◆ **Entries supplied**
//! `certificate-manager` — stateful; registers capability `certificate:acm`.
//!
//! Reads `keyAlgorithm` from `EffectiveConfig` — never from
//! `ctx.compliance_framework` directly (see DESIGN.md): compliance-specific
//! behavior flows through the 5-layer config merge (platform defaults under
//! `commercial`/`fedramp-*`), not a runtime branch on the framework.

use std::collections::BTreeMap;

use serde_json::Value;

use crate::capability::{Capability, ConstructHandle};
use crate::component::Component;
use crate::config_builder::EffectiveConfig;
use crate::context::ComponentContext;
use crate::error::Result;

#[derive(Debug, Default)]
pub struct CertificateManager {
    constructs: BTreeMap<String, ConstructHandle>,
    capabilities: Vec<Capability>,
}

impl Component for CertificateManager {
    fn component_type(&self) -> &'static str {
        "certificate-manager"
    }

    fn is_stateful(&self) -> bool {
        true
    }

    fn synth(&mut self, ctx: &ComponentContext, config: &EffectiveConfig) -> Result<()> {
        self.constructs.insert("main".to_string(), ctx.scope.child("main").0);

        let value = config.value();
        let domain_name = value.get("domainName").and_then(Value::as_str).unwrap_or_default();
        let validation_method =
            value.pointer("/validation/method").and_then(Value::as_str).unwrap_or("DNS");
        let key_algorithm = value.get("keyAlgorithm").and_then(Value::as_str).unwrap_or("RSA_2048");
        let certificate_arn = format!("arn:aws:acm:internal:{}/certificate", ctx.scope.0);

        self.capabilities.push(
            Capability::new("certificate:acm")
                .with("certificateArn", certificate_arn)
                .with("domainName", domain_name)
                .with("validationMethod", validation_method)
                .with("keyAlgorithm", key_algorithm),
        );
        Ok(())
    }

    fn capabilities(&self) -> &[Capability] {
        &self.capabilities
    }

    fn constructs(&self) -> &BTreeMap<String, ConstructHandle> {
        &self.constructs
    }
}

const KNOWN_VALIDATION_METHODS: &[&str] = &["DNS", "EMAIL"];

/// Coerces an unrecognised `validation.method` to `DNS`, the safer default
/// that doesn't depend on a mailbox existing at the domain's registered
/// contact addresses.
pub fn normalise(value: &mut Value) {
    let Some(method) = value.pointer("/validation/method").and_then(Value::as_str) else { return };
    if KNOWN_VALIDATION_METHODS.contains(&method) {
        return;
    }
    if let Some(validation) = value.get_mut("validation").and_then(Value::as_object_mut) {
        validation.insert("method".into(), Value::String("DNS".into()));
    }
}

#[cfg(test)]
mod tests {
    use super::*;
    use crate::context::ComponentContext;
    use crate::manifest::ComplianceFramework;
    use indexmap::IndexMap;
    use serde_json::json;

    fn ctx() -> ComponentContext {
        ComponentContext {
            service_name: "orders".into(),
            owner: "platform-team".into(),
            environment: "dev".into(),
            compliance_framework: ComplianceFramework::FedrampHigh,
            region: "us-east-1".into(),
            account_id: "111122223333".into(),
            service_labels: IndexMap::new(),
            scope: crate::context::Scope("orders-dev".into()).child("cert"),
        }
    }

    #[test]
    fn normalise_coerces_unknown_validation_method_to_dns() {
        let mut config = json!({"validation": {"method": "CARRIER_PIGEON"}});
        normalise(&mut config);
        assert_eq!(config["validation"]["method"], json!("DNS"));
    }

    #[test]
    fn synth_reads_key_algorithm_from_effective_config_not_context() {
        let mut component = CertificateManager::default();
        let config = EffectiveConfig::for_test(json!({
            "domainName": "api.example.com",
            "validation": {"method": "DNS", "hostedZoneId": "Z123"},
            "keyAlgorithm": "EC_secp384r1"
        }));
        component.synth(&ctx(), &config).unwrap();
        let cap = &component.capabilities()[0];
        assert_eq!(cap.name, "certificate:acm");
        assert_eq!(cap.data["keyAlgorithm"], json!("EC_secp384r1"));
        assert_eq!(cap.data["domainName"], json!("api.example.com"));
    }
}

◆ **Exercise description**
Between the first line of the entries above and the line with "let value = config.value();", both included, copy every line exactly and nothing outside that range.

◆ **Your response**
//! `certificate-manager` — stateful; registers capability `certificate:acm`.
//!
//! Reads `keyAlgorithm` from `EffectiveConfig` — never from
//! `ctx.compliance_framework` directly (see DESIGN.md): compliance-specific
//! behavior flows through the 5-layer config merge (platform defaults under
//! `commercial`/`fedramp-*`), not a runtime branch on the framework.

use std::collections::BTreeMap;

use serde_json::Value;

use crate::capability::{Capability, ConstructHandle};
use crate::component::Component;
use crate::config_builder::EffectiveConfig;
use crate::context::ComponentContext;
use crate::error::Result;

#[derive(Debug, Default)]
pub struct CertificateManager {
    constructs: BTreeMap<String, ConstructHandle>,
    capabilities: Vec<Capability>,
}

impl Component for CertificateManager {
    fn component_type(&self) -> &'static str {
        "certificate-manager"
    }

    fn is_stateful(&self) -> bool {
        true
    }

    fn synth(&mut self, ctx: &ComponentContext, config: &EffectiveConfig) -> Result<()> {
        self.constructs.insert("main".to_string(), ctx.scope.child("main").0);

        let value = config.value();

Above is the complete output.